Gitahi, from Kenya, said global health and foreign aid spending had historically focused on diseases that could affect the donors themselves. Less than 3% of development spending for health goes to NCDs.

“That is why there is so much focus on TB, HIV, because when you keep HIV low in Kenya, you keep it out of your country because people travel, and people carry diseases,” he said. “But for cancer, for hypertension, for diabetes … that’s non-infectious.

A smiling man in blazer and glasses sitting down
Dr Githinji Gitahi, group CEO of Amref Health Africa. Photograph: Amref

“The people who should care about that are their governments because [NCDs] are taking away people from active social and economic participation. Because the governments don’t have enough money […] it is likely to continue being a neglected problem.”

The forum’s delegates were meeting as a result of decisions by the US administration to freeze much of its overseas aid spending and to issue stop work orders to current programmes. Amref’s work has been affected, Gitahi said.

“We do about $250m [£197m] of work a year […] about $50m of that is actually US government partnerships,” he said, in areas including maternal and child health, HIV work and laboratory and health system strengthening.

Some Amref staff have been placed on unpaid leave, Gitahi said, though he was optimistic that some of the work will restart after the 90-day review period announced by Donald Trump’s officials.

“We hope that at the end of it, they will continue with programming, as they say, that’s aligned to their foreign policy, but actually protects communities and community lives and protects Americans themselves,” Gitahi said. “I keep saying aid is not charity. Aid is strategic investment by a country to protect its own internal interests. That’s what it has always been.”

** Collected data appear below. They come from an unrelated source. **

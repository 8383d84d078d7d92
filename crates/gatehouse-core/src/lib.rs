//! Gatehouse core: the integration gatekeeper.
//!
//! Reviews branches produced by independent contributors, enforces
//! per-contributor workspace boundaries, classifies risk, resolves
//! trivial merge conflicts, runs a validation gate, and decides whether
//! to advance changes into a shared integration branch and ultimately
//! into the main line, with rollback on failure.
//!
//! # Components
//!
//! - [`boundary`]: allowed/excluded path-prefix enforcement per
//!   contributor.
//! - [`risk`]: sensitive-path classification, merge probe, and
//!   [`risk::BranchReview`] assembly.
//! - [`resolve`]: deterministic per-file conflict resolution.
//! - [`gate`]: build/test/lint/secret-scan validation behind the
//!   [`gate::Validator`] trait.
//! - [`orchestrator`]: the merge/validate/push state machine with
//!   rollback atomicity.
//! - [`ledger`]: the review ledger and append-only integration history.
//! - [`config`]: the explicit configuration struct every component
//!   receives by reference.
//! - [`git`]: the blocking VCS command wrapper.
//!
//! # Example
//!
//! ```no_run
//! use std::path::Path;
//!
//! use gatehouse_core::config::GatehouseConfig;
//! use gatehouse_core::gate::CommandValidator;
//! use gatehouse_core::git::GitRepo;
//! use gatehouse_core::ledger::StateStore;
//! use gatehouse_core::orchestrator::{IntegrateOptions, IntegrationOrchestrator};
//! use gatehouse_core::risk::RiskAnalyzer;
//!
//! # fn main() -> Result<(), Box<dyn std::error::Error>> {
//! let config = GatehouseConfig::from_file(Path::new("gatehouse.toml"))?;
//! let repo = GitRepo::open(Path::new("."))?;
//! let store = StateStore::open(&config.state_dir)?;
//!
//! // Review, then integrate.
//! let analyzer = RiskAnalyzer::new(&config)?;
//! let review = analyzer.review_branch(&repo, "frontend/task1")?;
//! store.upsert_review(&review)?;
//!
//! let validator = CommandValidator::new(config.gate.clone());
//! let orchestrator = IntegrationOrchestrator::new(&repo, &config, &store, &validator);
//! let outcome = orchestrator.integrate("frontend/task1", IntegrateOptions::default())?;
//! println!("final state: {}", outcome.state);
//! # Ok(())
//! # }
//! ```

pub mod boundary;
pub mod config;
pub mod gate;
pub mod git;
pub mod ledger;
pub mod orchestrator;
pub mod resolve;
pub mod risk;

African governments will need to become more efficient and to tackle corruption, he suggested, and to embrace taxation of unhealthy goods, such as tobacco, alcohol and sugar, with the proceeds earmarked for health programmes. They will also need to work on the prevention of ill health, Gitahi said, suggesting they “copy and paste” regulations from western countries that ban things such as the advertising of foods high in sugar, salt or fat to children.

A black wall with positive health messages written on it in neon colours
A ‘call to action wall’ at the Global NCD Alliance Forum in Kigali this month. Photograph: Gilberto Lontro/NCD Alliance

US funding accounts for half of all development assistance in Africa, he said, or $6.5bn out of $13bn. African governments will not be able to completely replace lost funding, Gitahi said, because their economies are not large enough. It may mean reframing goals to provide universal health care to cover “100% of the poor” rather than the entire population.

“Africa cannot raise enough money from its fiscal space, from its GDP, to actually take care of all social services,” he said. “Africa needs solidarity.”

In the end, the international community should see that solidarity was important for global security, he said. “When you have a weak health system in any country, it is like having an insecure airspace in any country. That [poses] a risk to the entire world.”